[Start of section]
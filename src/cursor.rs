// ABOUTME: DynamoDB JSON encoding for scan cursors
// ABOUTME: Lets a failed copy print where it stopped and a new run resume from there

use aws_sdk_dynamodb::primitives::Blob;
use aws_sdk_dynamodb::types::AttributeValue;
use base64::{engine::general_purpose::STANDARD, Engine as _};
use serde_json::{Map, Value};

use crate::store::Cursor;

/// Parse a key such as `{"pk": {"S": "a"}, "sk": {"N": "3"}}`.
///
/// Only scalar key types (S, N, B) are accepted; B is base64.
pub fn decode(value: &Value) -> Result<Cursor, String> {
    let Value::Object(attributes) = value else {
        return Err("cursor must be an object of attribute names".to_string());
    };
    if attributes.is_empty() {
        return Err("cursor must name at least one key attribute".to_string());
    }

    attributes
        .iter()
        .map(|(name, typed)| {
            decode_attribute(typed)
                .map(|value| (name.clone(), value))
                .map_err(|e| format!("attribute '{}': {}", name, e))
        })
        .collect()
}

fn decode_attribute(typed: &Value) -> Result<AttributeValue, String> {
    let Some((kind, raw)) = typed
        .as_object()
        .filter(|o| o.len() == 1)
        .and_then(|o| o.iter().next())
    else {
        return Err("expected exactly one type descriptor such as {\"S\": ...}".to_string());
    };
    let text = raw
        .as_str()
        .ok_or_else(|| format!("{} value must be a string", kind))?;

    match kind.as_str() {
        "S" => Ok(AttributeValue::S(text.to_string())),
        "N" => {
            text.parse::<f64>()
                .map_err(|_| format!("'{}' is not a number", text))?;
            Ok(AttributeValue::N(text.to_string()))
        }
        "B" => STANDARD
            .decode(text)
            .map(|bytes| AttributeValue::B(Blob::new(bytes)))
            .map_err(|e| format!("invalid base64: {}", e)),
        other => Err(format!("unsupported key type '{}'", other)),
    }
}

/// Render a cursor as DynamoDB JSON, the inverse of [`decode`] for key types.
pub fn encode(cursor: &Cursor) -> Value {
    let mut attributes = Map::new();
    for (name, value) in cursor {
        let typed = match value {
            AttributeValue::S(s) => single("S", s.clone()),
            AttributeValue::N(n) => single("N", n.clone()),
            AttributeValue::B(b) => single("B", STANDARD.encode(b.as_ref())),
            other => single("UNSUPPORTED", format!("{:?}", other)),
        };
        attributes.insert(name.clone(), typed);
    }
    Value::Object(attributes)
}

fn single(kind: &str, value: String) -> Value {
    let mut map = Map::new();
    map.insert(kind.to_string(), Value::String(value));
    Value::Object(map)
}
[End of section]
» WORK TASK: Out of the records above, pull the lines that include the word "encode".

» RESPONSE BELOW:
pub fn encode(cursor: &Cursor) -> Value {
            AttributeValue::B(b) => single("B", STANDARD.encode(b.as_ref())),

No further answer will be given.